### Task to complete
Copy out exactly the lines from the start of the data to the line containing "use super::RequestGroup;". Include both.

Extracted data entries
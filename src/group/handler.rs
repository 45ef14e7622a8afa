//! Pre- and post-download hooks
//!
//! Pre-download handlers prepare a group right before its first task is
//! created. Post-download handlers turn a finished group into follow-up
//! groups (a fetched info dictionary becomes a torrent download).

use std::path::PathBuf;
use std::rc::Rc;

use tracing::{info, warn};

use super::context::{DownloadContext, TorrentAttributes};
use super::RequestGroup;
use crate::error::{EngineError, ProtocolErrorKind, Result};
use crate::torrent::bencode::BencodeValue;

/// Runs before a group's first task
pub trait PreDownloadHandler {
    fn can_handle(&self, group: &RequestGroup) -> bool;

    fn execute(&self, group: &mut RequestGroup) -> Result<()>;
}

/// Runs once a group has finished
pub trait PostDownloadHandler {
    fn can_handle(&self, group: &RequestGroup) -> bool;

    /// Groups that continue the work of `group`
    fn get_next_groups(&self, group: &RequestGroup) -> Result<Vec<RequestGroup>>;
}

/// Builds a download context from a raw info dictionary
pub trait MetadataParser {
    fn parse(&self, info_hash: &[u8; 20], metadata: &[u8]) -> Result<DownloadContext>;
}

fn metadata_error(message: impl Into<String>) -> EngineError {
    EngineError::protocol(ProtocolErrorKind::MetadataError, message)
}

/// Parses a bare info dictionary into single- or multi-file layout
#[derive(Debug, Clone, Default)]
pub struct InfoDictParser {
    base_dir: PathBuf,
}

impl InfoDictParser {
    pub fn new(base_dir: impl Into<PathBuf>) -> Self {
        Self {
            base_dir: base_dir.into(),
        }
    }

    fn parse_files(&self, name: &str, list: &[BencodeValue]) -> Result<Vec<(PathBuf, u64)>> {
        let mut files = Vec::with_capacity(list.len());
        for entry in list {
            let length = entry
                .get("length")
                .and_then(|v| v.as_uint())
                .ok_or_else(|| metadata_error("Missing 'length' in file entry"))?;
            let components = entry
                .get("path")
                .and_then(|v| v.as_list())
                .ok_or_else(|| metadata_error("Missing 'path' in file entry"))?;
            let mut path = self.base_dir.join(name);
            for component in components {
                let part = component
                    .as_string()
                    .ok_or_else(|| metadata_error("Path component must be a string"))?;
                if part == ".." || part.contains('/') {
                    return Err(metadata_error(format!("Unsafe path component: {}", part)));
                }
                path.push(part);
            }
            files.push((path, length));
        }
        Ok(files)
    }
}

impl MetadataParser for InfoDictParser {
    fn parse(&self, info_hash: &[u8; 20], metadata: &[u8]) -> Result<DownloadContext> {
        let info = BencodeValue::decode(metadata)?;
        if !info.is_dict() {
            return Err(metadata_error("info must be a dictionary"));
        }

        let name = info
            .get("name")
            .and_then(|v| v.as_string())
            .map(str::to_string)
            .unwrap_or_else(|| hex::encode(info_hash));

        let piece_length = info
            .get("piece length")
            .and_then(|v| v.as_uint())
            .filter(|&len| len > 0)
            .ok_or_else(|| metadata_error("Missing or invalid 'piece length'"))?;

        let files = match info.get("files").and_then(|v| v.as_list()) {
            Some(list) => self.parse_files(&name, list)?,
            None => {
                let length = info
                    .get("length")
                    .and_then(|v| v.as_uint())
                    .ok_or_else(|| metadata_error("Missing 'length' for single-file torrent"))?;
                vec![(self.base_dir.join(&name), length)]
            }
        };

        let mut ctx = DownloadContext::new(piece_length, files);
        ctx.set_torrent(TorrentAttributes {
            info_hash: *info_hash,
            name: Some(name),
            metadata: Some(metadata.to_vec()),
            metadata_size: Some(metadata.len()),
            metadata_only: false,
        });
        Ok(ctx)
    }
}

/// Turns a finished metadata-only group into the real torrent download
pub struct UtMetadataPostDownloadHandler {
    parser: Rc<dyn MetadataParser>,
}

impl UtMetadataPostDownloadHandler {
    pub fn new(parser: Rc<dyn MetadataParser>) -> Self {
        Self { parser }
    }
}

impl PostDownloadHandler for UtMetadataPostDownloadHandler {
    fn can_handle(&self, group: &RequestGroup) -> bool {
        let ctx = group.download_context().borrow();
        ctx.torrent()
            .is_some_and(|t| t.metadata_only && t.metadata.is_some())
    }

    fn get_next_groups(&self, group: &RequestGroup) -> Result<Vec<RequestGroup>> {
        let (info_hash, metadata) = {
            let ctx = group.download_context().borrow();
            let Some(attrs) = ctx.torrent() else {
                return Ok(Vec::new());
            };
            let Some(metadata) = attrs.metadata.clone() else {
                return Ok(Vec::new());
            };
            (attrs.info_hash, metadata)
        };

        let ctx = match self.parser.parse(&info_hash, &metadata) {
            Ok(ctx) => ctx,
            Err(e) => {
                warn!("Metadata of {} did not parse: {}", hex::encode(info_hash), e);
                return Err(e);
            }
        };
        info!(
            "Metadata of {} fetched, starting torrent download",
            hex::encode(info_hash)
        );

        let next = RequestGroup::new(ctx.into_handle())
            .with_split(group.num_concurrent_command())
            .with_speed_limits(group.max_download_speed_limit(), group.max_upload_speed_limit());
        Ok(vec![next])
    }
}
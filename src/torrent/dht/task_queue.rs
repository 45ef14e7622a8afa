//! Background DHT maintenance: bootstrap and bucket refresh

use std::cell::RefCell;
use std::net::{SocketAddr, ToSocketAddrs};
use std::rc::Rc;
use std::time::{Duration, Instant};

use tracing::{debug, info, warn};

use super::dispatcher::DhtMessageDispatcher;
use super::message::DhtQuery;
use super::node::NodeId;
use super::routing::{RoutingTable, K};
use crate::error::Result;

/// Pause between bootstrap lookup rounds
pub const BOOTSTRAP_ROUND_INTERVAL: Duration = Duration::from_secs(5);

const BOOTSTRAP_ROUNDS: u8 = 3;
const REFRESH_CHECK_INTERVAL: Duration = Duration::from_secs(60);

/// Shared state a background task works on
pub struct DhtTaskContext {
    pub routing: Rc<RefCell<RoutingTable>>,
    pub dispatcher: Rc<RefCell<DhtMessageDispatcher>>,
}

impl DhtTaskContext {
    fn our_id(&self) -> NodeId {
        *self.routing.borrow().our_id()
    }

    /// Send find_node(target) to the closest known good nodes
    fn lookup(&self, target: NodeId, now: Instant) -> usize {
        let closest = self.routing.borrow().find_closest(&target, K, now);
        let mut dispatcher = self.dispatcher.borrow_mut();
        for node in &closest {
            dispatcher.add_query(DhtQuery::FindNode { target }, node.addr, Some(node.id), None);
        }
        closest.len()
    }
}

/// Populate the routing table from the configured entry points
#[derive(Debug)]
pub struct BootstrapTask {
    entry_points: Vec<String>,
    round: u8,
    next_round_at: Option<Instant>,
}

impl BootstrapTask {
    pub fn new(entry_points: Vec<String>) -> Self {
        Self {
            entry_points,
            round: 0,
            next_round_at: None,
        }
    }

    fn resolve(&self) -> Vec<SocketAddr> {
        let mut addrs = Vec::new();
        for entry in &self.entry_points {
            match entry.to_socket_addrs() {
                Ok(resolved) => addrs.extend(resolved.filter(SocketAddr::is_ipv4)),
                Err(e) => debug!("Failed to resolve DHT entry point {}: {}", entry, e),
            }
        }
        addrs
    }

    /// True once bootstrap is over
    fn execute(&mut self, cx: &DhtTaskContext, now: Instant) -> Result<bool> {
        if self.next_round_at.is_some_and(|at| now < at) {
            return Ok(false);
        }

        let our_id = cx.our_id();
        if self.round == 0 {
            let addrs = self.resolve();
            if addrs.is_empty() && cx.routing.borrow().node_count() == 0 {
                warn!("No DHT entry point could be resolved");
                return Ok(true);
            }
            let mut dispatcher = cx.dispatcher.borrow_mut();
            for addr in addrs {
                dispatcher.add_query(DhtQuery::FindNode { target: our_id }, addr, None, None);
            }
        } else if self.round < BOOTSTRAP_ROUNDS {
            let sent = cx.lookup(our_id, now);
            debug!("DHT bootstrap round {}: {} queries", self.round, sent);
        } else {
            info!(
                "DHT bootstrap finished with {} nodes",
                cx.routing.borrow().node_count()
            );
            return Ok(true);
        }

        self.round += 1;
        self.next_round_at = Some(now + BOOTSTRAP_ROUND_INTERVAL);
        Ok(false)
    }
}

/// Refresh buckets that have not changed for `interval`
#[derive(Debug)]
pub struct BucketRefreshTask {
    interval: Duration,
    next_check_at: Instant,
}

impl BucketRefreshTask {
    pub fn new(interval: Duration, now: Instant) -> Self {
        Self {
            interval,
            next_check_at: now + interval.min(REFRESH_CHECK_INTERVAL),
        }
    }

    fn execute(&mut self, cx: &DhtTaskContext, now: Instant) -> Result<bool> {
        if now < self.next_check_at {
            return Ok(false);
        }
        self.next_check_at = now + self.interval.min(REFRESH_CHECK_INTERVAL);

        let stale = cx.routing.borrow().stale_buckets(now, self.interval);
        let our_id = cx.our_id();
        for idx in stale {
            cx.routing.borrow_mut().touch_bucket(idx, now);
            let target = our_id.random_in_bucket(idx);
            let sent = cx.lookup(target, now);
            debug!("Refreshing DHT bucket {}: {} queries", idx, sent);
        }
        Ok(false)
    }
}

#[derive(Debug)]
pub enum DhtTask {
    Bootstrap(BootstrapTask),
    BucketRefresh(BucketRefreshTask),
}

impl DhtTask {
    fn name(&self) -> &'static str {
        match self {
            DhtTask::Bootstrap(_) => "bootstrap",
            DhtTask::BucketRefresh(_) => "bucket refresh",
        }
    }

    fn execute(&mut self, cx: &DhtTaskContext, now: Instant) -> Result<bool> {
        match self {
            DhtTask::Bootstrap(t) => t.execute(cx, now),
            DhtTask::BucketRefresh(t) => t.execute(cx, now),
        }
    }
}

pub struct DhtTaskQueue {
    cx: DhtTaskContext,
    tasks: Vec<DhtTask>,
}

impl DhtTaskQueue {
    pub fn new(
        routing: Rc<RefCell<RoutingTable>>,
        dispatcher: Rc<RefCell<DhtMessageDispatcher>>,
    ) -> Self {
        Self {
            cx: DhtTaskContext {
                routing,
                dispatcher,
            },
            tasks: Vec::new(),
        }
    }

    pub fn add_task(&mut self, task: DhtTask) {
        self.tasks.push(task);
    }

    /// Run every due task; finished and failed ones are dropped
    pub fn execute_tasks(&mut self, now: Instant) {
        let cx = &self.cx;
        self.tasks.retain_mut(|task| match task.execute(cx, now) {
            Ok(finished) => !finished,
            Err(e) => {
                warn!("DHT {} task failed: {}", task.name(), e);
                false
            }
        });
    }

    pub fn len(&self) -> usize {
        self.tasks.len()
    }

    pub fn is_empty(&self) -> bool {
        self.tasks.is_empty()
    }
}

#[cfg(test)]
mod tests {
    use super::*;
    use crate::torrent::dht::connection::DhtConnection;
    use crate::torrent::dht::message::{DhtMessage, DhtMessageBody};
    use crate::torrent::dht::node::DhtNode;
    use crate::torrent::dht::tracker::DhtMessageTracker;
    use std::io;

    #[derive(Default)]
    struct Capture(Vec<(Vec<u8>, SocketAddr)>);

    impl DhtConnection for Capture {
        fn receive_message(&mut self, _: &mut [u8]) -> io::Result<Option<(usize, SocketAddr)>> {
            Ok(None)
        }

        fn send_message(&mut self, data: &[u8], addr: SocketAddr) -> io::Result<usize> {
            self.0.push((data.to_vec(), addr));
            Ok(data.len())
        }
    }

    fn queue(now: Instant) -> (DhtTaskQueue, Rc<RefCell<RoutingTable>>, Rc<RefCell<DhtMessageDispatcher>>) {
        let our_id = NodeId([0x10; 20]);
        let routing = Rc::new(RefCell::new(RoutingTable::new(our_id, now)));
        let tracker = Rc::new(RefCell::new(DhtMessageTracker::new()));
        let dispatcher = Rc::new(RefCell::new(DhtMessageDispatcher::new(
            our_id,
            tracker,
            Duration::from_secs(10),
        )));
        (
            DhtTaskQueue::new(routing.clone(), dispatcher.clone()),
            routing,
            dispatcher,
        )
    }

    fn drain(dispatcher: &Rc<RefCell<DhtMessageDispatcher>>, now: Instant) -> Vec<DhtMessage> {
        let mut conn = Capture::default();
        dispatcher.borrow_mut().send_messages(&mut conn, now);
        conn.0
            .iter()
            .map(|(d, _)| DhtMessage::parse(d, now).unwrap())
            .collect()
    }

    #[test]
    fn test_bootstrap_queries_entry_points() {
        let now = Instant::now();
        let (mut q, _, dispatcher) = queue(now);
        q.add_task(DhtTask::Bootstrap(BootstrapTask::new(vec![
            "127.0.0.1:6881".to_string(),
            "127.0.0.2:6881".to_string(),
        ])));
        q.execute_tasks(now);

        let sent = drain(&dispatcher, now);
        assert_eq!(sent.len(), 2);
        for msg in &sent {
            assert!(matches!(
                msg.body,
                DhtMessageBody::Query(DhtQuery::FindNode { target }) if target == NodeId([0x10; 20])
            ));
        }

        // Later rounds wait for the interval, then the task ends
        q.execute_tasks(now + Duration::from_secs(1));
        assert!(drain(&dispatcher, now).is_empty());
        let mut t = now;
        for _ in 0..BOOTSTRAP_ROUNDS {
            t += BOOTSTRAP_ROUND_INTERVAL;
            q.execute_tasks(t);
        }
        assert!(q.is_empty());
    }

    #[test]
    fn test_bootstrap_without_entry_points_ends() {
        let now = Instant::now();
        let (mut q, _, _) = queue(now);
        q.add_task(DhtTask::Bootstrap(BootstrapTask::new(Vec::new())));
        q.execute_tasks(now);
        assert!(q.is_empty());
    }

    #[test]
    fn test_refresh_targets_stale_bucket() {
        let now = Instant::now();
        let (mut q, routing, dispatcher) = queue(now);
        let interval = Duration::from_secs(900);
        let id = routing.borrow().our_id().random_in_bucket(4);
        let later = now + interval;
        routing
            .borrow_mut()
            .add_node(DhtNode::new(id, "10.0.0.4:6881".parse().unwrap(), now), now);
        // Keep the node good at refresh time
        routing.borrow_mut().mark_seen(&id, later);

        q.add_task(DhtTask::BucketRefresh(BucketRefreshTask::new(interval, now)));
        q.execute_tasks(later);

        let sent = drain(&dispatcher, later);
        assert_eq!(sent.len(), 1);
        let DhtMessageBody::Query(DhtQuery::FindNode { target }) = sent[0].body else {
            panic!("expected find_node");
        };
        assert_eq!(routing.borrow().our_id().bucket_index(&target), 4);
        assert_eq!(q.len(), 1);
    }
}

### Reply
filename src/group/handler.rs
repository 45ef14e7622a8afa
//! Pre- and post-download hooks
//!
//! Pre-download handlers prepare a group right before its first task is
//! created. Post-download handlers turn a finished group into follow-up
//! groups (a fetched info dictionary becomes a torrent download).

use std::path::PathBuf;
use std::rc::Rc;

use tracing::{info, warn};

use super::context::{DownloadContext, TorrentAttributes};
use super::RequestGroup;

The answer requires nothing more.